ちなみにわたしはあんまりノレなかった派ですが、
誰かのパーソナルな物語ってふとした時に元気付けられることがあると思います。
わたしは元気ない時に、映画のどうってことないワンシーンとか観てて、(あるいは小説の一文とか)「あ、もう自分は大丈夫だ。

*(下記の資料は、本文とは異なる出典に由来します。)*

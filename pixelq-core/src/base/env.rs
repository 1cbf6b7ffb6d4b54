//! Environment.
use anyhow::Result;
use ndarray::{Array2, Array3};

/// A raw environment observation: an RGB image of shape `(height, width, 3)`.
pub type RgbFrame = Array3<u8>;

/// A compact stored frame: grayscale, resized, low bit-depth, shape
/// `(frame_height, frame_width)`.
pub type CompactFrame = Array2<u8>;

/// A normalized single-channel network frame of shape
/// `(frame_height, frame_width)`.
pub type NetFrame = Array2<f32>;

/// A stacked multi-frame window of shape `(stack, frame_height, frame_width)`,
/// channels-first with the newest frame last.
pub type StackedState = Array3<f32>;

/// The result of a single environment step.
pub struct EnvStep {
    /// Observation after the step.
    pub obs: RgbFrame,

    /// Raw reward emitted by the environment.
    pub reward: f32,

    /// Flag denoting if the episode ended with this step. Depending on
    /// [`Env::lives`] this may be a sub-episode boundary (e.g. a lost
    /// life) rather than a full game over.
    pub is_done: bool,
}

/// Represents an arcade-style environment emitting pixel observations.
pub trait Env {
    /// Configurations.
    type Config: Clone;

    /// Builds an environment with a given random seed.
    fn build(config: &Self::Config, seed: u64) -> Result<Self>
    where
        Self: Sized;

    /// Returns the number of discrete actions.
    fn num_actions(&self) -> usize;

    /// Resets the environment and returns the initial observation.
    fn reset(&mut self) -> Result<RgbFrame>;

    /// Performs an environment step.
    fn step(&mut self, action: usize) -> Result<EnvStep>;

    /// Remaining lives, for environments where losing a life ends a
    /// sub-episode without requiring a full reset. `None` means the
    /// environment has no notion of lives and every `is_done` is a full
    /// game over.
    fn lives(&self) -> Option<usize> {
        None
    }
}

そんな予感がする」みたいなこと、よくあります。
うまく説明できないですけど。
元気ない人におすすめの映画です。

てなわけで本題に……

8月ももうすぐ終わりですが蒸し暑い日が続きますね。
涼しげなものをご紹介したいと思います。

ブルー・ウィローってご存知でしょうか。
食器のクラシカルなパターンのことなのですが、個人的にブームが来ていて、
少し前に模写をしました。

18~19世紀イギリスで流行した食器の模様で、当時中国由来の山水図柄を描いた食器を持つことが
ステータスとされていました。繊細なパターンの食器を作る技術も出回り、上流階級の間で親しまれました。

今でもブルー・ウィローにはファンが多く、その理由は絵に込められた物語にあります。
中国が舞台の、身分違いの悲恋物語です。

高官の娘とその高官の秘書である青年は恋に落ちたが、身分の違う恋に娘の父に反対され逃亡。
追っ手に見つかり父に殺され、(あるいは入水自殺か、そのあたり諸説あるようです。)
二人は、鳥に生まれ変わり結ばれた。

この一連の物語が、ミニアチュールな一枚絵に、食器になって描かれて
(お決まりのモチーフ=二羽の鳥、柳、楼閣、舟、橋の上の三人……)います。
このお話は中国のそれっぽいモチーフを組み合わせた、当時のイギリス人による創作みたいですね。

ブルー・ウィローとはその名の通り、青い柳のことです。
青はエレガントですが、悲しい色でもあります。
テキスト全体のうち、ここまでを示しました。